The individual mandate was considered to be the heart of the new healthcare law in order to motivate people to sign up for coverage, particularly those who might otherwise wait until they are sick. The alternative scenario would drive up premiums and undermine Obamacare's mission of achieving affordable healthcare.
The CBO initially projected that 6 million people would pay the penalty, but reduced that figure after taking into account the exemptions.
The government is therefore expected to generate $4 billion in revenue in 2016, according to the CBO.
The exemptions apply to people whose plans were canceled, illegal immigrants, and people with incomes below the minimum threshold for filing a tax return.
There is also a lengthy list of "hardship" exemptions, including home foreclosure, bankruptcy, homelessness, death of a close family member, those who have received a cut-off notice from a utility company, people who have had a fire or other serious disaster, those who have suffered domestic abuse, and a number of other situations, according to Roll Call.

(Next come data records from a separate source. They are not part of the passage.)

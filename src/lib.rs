use tracing::Level;
use tracing_appender::rolling::{RollingFileAppender, Rotation};
use tracing_subscriber::EnvFilter;

pub mod config;
pub mod engine;
pub mod entity;
pub mod error;
pub mod notify;
pub mod sim;
pub mod stats;
pub mod status;

pub use config::EngineConfig;
pub use engine::{PersistedEffect, StatusEngine};
pub use entity::{EntityArena, EntityId, EntitySpec, SpatialQuery};
pub use error::{EngineError, EngineResult};
pub use notify::{NullObserver, Recorder, StatusObserver, TickOutcome};
pub use stats::{DerivedStats, StatId};
pub use status::{
    Applied, ClearReason, EffectDatabase, EffectKind, EndCause, Rejected, StartFlags,
    StartOutcome, StartRequest, TimerQueue, TimerService,
};

use std::sync::Once;
static INIT: Once = Once::new();
static mut GUARD: Option<tracing_appender::non_blocking::WorkerGuard> = None;
pub fn setup_logger() {
    INIT.call_once(|| {
        let file_appender = RollingFileAppender::new(Rotation::HOURLY, "logs", "status.log");

        let (non_blocking, _guard) = tracing_appender::non_blocking(file_appender);

        tracing_subscriber::fmt()
            .with_env_filter(EnvFilter::from_default_env().add_directive(Level::INFO.into()))
            .with_ansi(false)
            .with_file(true)
            .with_line_number(true)
            .with_target(false)
            .with_writer(non_blocking)
            .pretty()
            .init();

        unsafe {
            GUARD = Some(_guard);
        }
    });
}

Other people who are exempt from the tax penalty clause include members of religious groups recognized for conscientiously opposing insurance benefits; members of a federally recognized health-sharing ministry, members of a federally recognized Indian tribe or people eligible to get services from an Indian care provider; and those without coverage for fewer than three consecutive months in a year, Roll Call reported.
The list also includes people who can't afford coverage because the lowest insurance premium is more than 8 percent of their household income, and people in jail, prison, or a correctional facility.
Meanwhile, an earlier report by Roll Call
indicated that the IRS is unlikely to do much to enforce the fines and pursue collections.
Aside from the complications of accounting for the various exemptions, the IRS would also be relying on self-reporting, since it does not have a database in place to track which taxpayers have coverage. If confused or dishonest taxpayers do not notify the agency of their coverage status, it will have little way of knowing otherwise, according to Roll Call.
"I'd be very surprised if there's much in the way of enforcement. It just doesn't seem plausible," Federal Policy Group Managing Director Ken Kies, a former top congressional aide, told Roll Call.
"The IRS is in a tough spot. They don't have the resources to do this. This is a whole different responsibility for them they never had before."